__Your assignment__: Please state how many lines of the records hold the string "final", giving nothing but the number.

******************************

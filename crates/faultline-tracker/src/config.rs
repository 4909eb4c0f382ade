//! Tracker tuning knobs.

use std::time::Duration;

/// Default period between background flushes.
pub const DEFAULT_FLUSH_INTERVAL: Duration = Duration::from_secs(30);

/// Default bound on the final flush performed by `stop`.
pub const DEFAULT_SHUTDOWN_TIMEOUT: Duration = Duration::from_secs(5);

/// Default bound on a critical alert notification.
pub const DEFAULT_NOTIFY_TIMEOUT: Duration = Duration::from_secs(5);

/// Default number of entries in `ErrorStats::top_errors`.
pub const DEFAULT_TOP_ERRORS: u32 = 10;

/// Default age, in days, after which resolved entries are purged by cleanup.
pub const DEFAULT_RETENTION_DAYS: u32 = 30;

/// Runtime configuration for an [`ErrorTracker`](crate::ErrorTracker).
#[derive(Debug, Clone)]
pub struct TrackerConfig {
    /// Period between background flushes.
    pub flush_interval: Duration,
    /// Upper bound on the final flush at shutdown.
    pub shutdown_timeout: Duration,
    /// Upper bound on a critical alert notification before capture returns.
    pub notify_timeout: Duration,
    /// Log every capture at debug level, for local development.
    pub echo_captures: bool,
    /// Size of the top-offenders list in stats.
    pub top_errors: u32,
}

impl Default for TrackerConfig {
    fn default() -> Self {
        Self {
            flush_interval: DEFAULT_FLUSH_INTERVAL,
            shutdown_timeout: DEFAULT_SHUTDOWN_TIMEOUT,
            notify_timeout: DEFAULT_NOTIFY_TIMEOUT,
            echo_captures: false,
            top_errors: DEFAULT_TOP_ERRORS,
        }
    }
}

******************************

__Written answer__: 2